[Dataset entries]
-=-=-=-=-
use crate::db;
use crate::ipc::error::{err, ok};
use crate::ipc::types::{AppState, Request};
use serde_json::json;
use std::path::PathBuf;

fn handle_health(state: &mut AppState, req: &Request) -> serde_json::Value {
    ok(
        &req.id,
        json!({
            "version": env!("CARGO_PKG_VERSION"),
            "workspacePath": state.workspace.as_ref().map(|p| p.to_string_lossy().to_string())
        }),
    )
}

fn handle_workspace_select(state: &mut AppState, req: &Request) -> serde_json::Value {
    let p = req
        .params
        .get("path")
        .and_then(|v| v.as_str())
        .map(PathBuf::from);
    let Some(path) = p else {
        return err(&req.id, "bad_params", "missing params.path", None);
    };

    match db::open_db(&path, state.busy_timeout) {
        Ok(conn) => {
            tracing::info!(workspace = %path.display(), "workspace selected");
            state.workspace = Some(path.clone());
            state.db = Some(conn);
            ok(&req.id, json!({ "workspacePath": path.to_string_lossy() }))
        }
        Err(e) => {
            tracing::error!(workspace = %path.display(), error = ?e, "workspace open failed");
            err(&req.id, "db_open_failed", format!("{e:#}"), None)
        }
    }
}

pub fn try_handle(state: &mut AppState, req: &Request) -> Option<serde_json::Value> {
    match req.method.as_str() {
        "health" => Some(handle_health(state, req)),
        "workspace.select" => Some(handle_workspace_select(state, req)),
        _ => None,
    }
}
-=-=-=-=-
> What the task requires: The answer must be every record above, repeated exactly as written.

> Your solution:
use crate::db;
use crate::ipc::error::{err, ok};
use crate::ipc::types::{AppState, Request};
use serde_json::json;
use std::path::PathBuf;

fn handle_health(state: &mut AppState, req: &Request) -> serde_json::Value {
    ok(
        &req.id,
        json!({
            "version": env!("CARGO_PKG_VERSION"),
            "workspacePath": state.workspace.as_ref().map(|p| p.to_string_lossy().to_string())
        }),
    )
}

fn handle_workspace_select(state: &mut AppState, req: &Request) -> serde_json::Value {
    let p = req
        .params
        .get("path")
        .and_then(|v| v.as_str())
        .map(PathBuf::from);
    let Some(path) = p else {
        return err(&req.id, "bad_params", "missing params.path", None);
    };

    match db::open_db(&path, state.busy_timeout) {
        Ok(conn) => {
            tracing::info!(workspace = %path.display(), "workspace selected");
            state.workspace = Some(path.clone());
            state.db = Some(conn);
            ok(&req.id, json!({ "workspacePath": path.to_string_lossy() }))
        }
        Err(e) => {
            tracing::error!(workspace = %path.display(), error = ?e, "workspace open failed");
            err(&req.id, "db_open_failed", format!("{e:#}"), None)
        }
    }
}

pub fn try_handle(state: &mut AppState, req: &Request) -> Option<serde_json::Value> {
    match req.method.as_str() {
        "health" => Some(handle_health(state, req)),
        "workspace.select" => Some(handle_workspace_select(state, req)),
        _ => None,
    }
}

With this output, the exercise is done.